There are hard-core Linux zealots who dislike not just the Windows OS but Bill Gates personally (which is over the top to me, since very few of us even know Bill much less have reason to hate him). Haters are haters. Period. I'd rather be a happy Linux user. Sort of like White Sox fans finding it necessary to hate the Cubs. Sigh... why? The Cubs seem quite good at being bad... like MS Windows. So why kick 'em when they're down?

But about the "Jesus" in Jesus People... I find in Linux a sort of shadow of the relational story implied by the Gospel. And that is this: in Christ, we are One Body, each contributing her or his part to the whole organically related organism. It is all in the code... and the writers of the code. Are we co-authors with Christ of this relational OS that is made known by love? I pray so. Linux is a beautiful OS, a work of art that each human user helps to paint to one degree or another.

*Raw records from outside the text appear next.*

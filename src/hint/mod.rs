//! Hint generation via an external language model
//!
//! The game only needs one contract: "given the solution, return a short
//! hint string". `HintService` is that seam; `GeminiHint` implements it
//! against the Gemini REST API with a blocking client, and
//! [`spawn_hint_fetch`] runs the call on a worker thread so the session's
//! single-threaded event loop never blocks on the network.

use crate::core::Word;
use serde::{Deserialize, Serialize};
use std::fmt;
use std::sync::Arc;
use std::sync::mpsc::Sender;
use std::thread;
use std::time::Duration;
use tracing::{debug, warn};

/// Fixed message when no API key is configured
pub const HINT_DISABLED_MSG: &str =
    "A funcionalidade de dica está desativada. Nenhuma chave de API foi encontrada.";

/// Fixed message when the model returns an empty hint
pub const HINT_EMPTY_MSG: &str = "Não foi possível gerar uma dica. Tente novamente.";

/// Fixed message when the fetch fails outright
pub const HINT_FAILED_MSG: &str = "Ocorreu um erro ao buscar a dica. Tente novamente.";

/// Environment variable holding the Gemini API key
pub const GEMINI_API_KEY_VAR: &str = "GEMINI_API_KEY";

const GEMINI_MODEL: &str = "gemini-2.5-flash";
const REQUEST_TIMEOUT: Duration = Duration::from_secs(15);

/// Hint fetch failure
#[derive(Debug, Clone, PartialEq, Eq)]
pub enum HintError {
    /// Transport or HTTP-level failure
    Service(String),
    /// Response arrived but did not carry a hint
    MalformedResponse,
}

impl fmt::Display for HintError {
    fn fmt(&self, f: &mut fmt::Formatter<'_>) -> fmt::Result {
        match self {
            Self::Service(detail) => write!(f, "Hint service call failed: {detail}"),
            Self::MalformedResponse => write!(f, "Hint service response carried no hint"),
        }
    }
}

impl std::error::Error for HintError {}

/// Capability to produce a hint for a solution word
pub trait HintService: Send + Sync {
    /// Fetch a hint for `solution`
    ///
    /// # Errors
    /// Returns [`HintError`] on transport failure or an unusable response.
    /// Missing configuration is not an error: implementations degrade to a
    /// fixed "feature disabled" message instead.
    fn hint(&self, solution: &Word) -> Result<String, HintError>;
}

/// Gemini-backed hint service
pub struct GeminiHint {
    api_key: Option<String>,
    client: reqwest::blocking::Client,
}

impl GeminiHint {
    /// Build a service with an explicit (possibly absent) API key
    #[must_use]
    pub fn new(api_key: Option<String>) -> Self {
        let client = reqwest::blocking::Client::builder()
            .timeout(REQUEST_TIMEOUT)
            .build()
            .unwrap_or_default();

        Self { api_key, client }
    }

    /// Build a service from the `GEMINI_API_KEY` environment variable
    ///
    /// With the variable unset or empty the service stays constructible and
    /// every request returns the fixed disabled message.
    #[must_use]
    pub fn from_env() -> Self {
        let api_key = std::env::var(GEMINI_API_KEY_VAR)
            .ok()
            .filter(|key| !key.trim().is_empty());

        if api_key.is_none() {
            warn!("{GEMINI_API_KEY_VAR} not set, hints are disabled");
        }

        Self::new(api_key)
    }
}

impl HintService for GeminiHint {
    fn hint(&self, solution: &Word) -> Result<String, HintError> {
        let Some(key) = &self.api_key else {
            return Ok(HINT_DISABLED_MSG.to_string());
        };

        let prompt = format!(
            "Forneça uma dica curta e inteligente para a palavra em português de 5 letras: \
             '{solution}'. A dica não deve conter nenhuma das letras da palavra. Seja criativo \
             e responda apenas com a dica."
        );

        let url = format!(
            "https://generativelanguage.googleapis.com/v1beta/models/{GEMINI_MODEL}:generateContent?key={key}"
        );
        let request = GenerateRequest {
            contents: vec![Content {
                parts: vec![Part { text: prompt }],
            }],
            generation_config: GenerationConfig {
                temperature: 0.8,
                top_p: 0.9,
            },
        };

        let response = self
            .client
            .post(&url)
            .json(&request)
            .send()
            .and_then(reqwest::blocking::Response::error_for_status)
            .map_err(|e| HintError::Service(e.to_string()))?;

        let body: GenerateResponse = response
            .json()
            .map_err(|_| HintError::MalformedResponse)?;

        let hint = body
            .candidates
            .into_iter()
            .next()
            .and_then(|candidate| candidate.content.parts.into_iter().next())
            .map(|part| part.text.trim().to_string())
            .ok_or(HintError::MalformedResponse)?;

        if hint.is_empty() {
            Ok(HINT_EMPTY_MSG.to_string())
        } else {
            Ok(hint)
        }
    }
}

#[derive(Serialize)]
struct GenerateRequest {
    contents: Vec<Content>,
    #[serde(rename = "generationConfig")]
    generation_config: GenerationConfig,
}

#[derive(Serialize)]
struct GenerationConfig {
    temperature: f32,
    #[serde(rename = "topP")]
    top_p: f32,
}

#[derive(Serialize, Deserialize)]
struct Content {
    parts: Vec<Part>,
}

#[derive(Serialize, Deserialize)]
struct Part {
    text: String,
}

#[derive(Deserialize)]
struct GenerateResponse {
    #[serde(default)]
    candidates: Vec<Candidate>,
}

#[derive(Deserialize)]
struct Candidate {
    content: Content,
}

/// Resolved hint fetch, tagged with the session it was issued for
#[derive(Debug)]
pub struct HintResponse {
    pub session_id: u64,
    pub result: Result<String, HintError>,
}

/// Run one hint fetch on a worker thread
///
/// The result is delivered over `tx`; the receiving event loop matches
/// `session_id` against the live session and drops stale responses. A closed
/// receiver (caller quit) is fine — the send result is ignored.
pub fn spawn_hint_fetch(
    service: Arc<dyn HintService>,
    solution: Word,
    session_id: u64,
    tx: Sender<HintResponse>,
) {
    thread::spawn(move || {
        let result = service.hint(&solution);
        if let Err(error) = &result {
            warn!(%error, session_id, "hint fetch failed");
        } else {
            debug!(session_id, "hint fetch resolved");
        }

        let _ = tx.send(HintResponse { session_id, result });
    });
}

Like Linux, love sometimes gets ugly because the human coders made an error or even broke code by supposedly "improving" it. But leaning on one another, the code comes right again and becomes better than ever. Likewise, as a believer in Christ, I feed off the knowledge, the passion, and the love of my fellow "Love-coders." We blow it so often. But man when it works -- and it really does work -- life together in Him is a beautiful adventure.

Not one of my more profound moments, this. Sure. But everything -- even my OS -- is about Jesus.

Thursday, June 01, 2006

PBS "Frontline" On HIV/AIDS -- The Evangelical Plusses and Minuses

I can't do justice to this by posting a lengthy riff on it -- no time, as books and articles in "real life" are impinging on my blog time. But don't miss Frontline's The Age of AIDS program. If necessary, you can view it online. Evangelicals, and some less harsh members of the Right, will enjoy seeing a program where President Bush does something humanitarian. And who won't enjoy hearing and seeing U2's Bono rousing the troops, or (wierdest of all) even changing the mind of Jesse Helms on AIDS relief? There is a lot of positive commentary on evangelical contributions to (in particular) the African AIDS crisis.

But the program also delves into the darker, as in realistic, side of just how hard it is going to be to beat AIDS. At one point, AIDS is compared to the hare and AIDS relief efforts to the Tortoise. That is, AIDS is infecting five million new people per year. And those with it now will not likely ever be cured; they only manage the desease.

There is also the uncomfortable (for some evangelicals) discussion about just how prominent the discussion of condom usage should be. It is unfortunate that the otherwise pretty positive discussion on evangelical contributions, including that of Franklin Graham, Billy's son, is somewhat blunted by evangelical / Christian Right obtuseness on the condom issue.

At any rate, do see this. I don't think any of us who claim to care about Jesus and the least of these for whom He died can afford not to see it... and to grapple with the many questions it raises.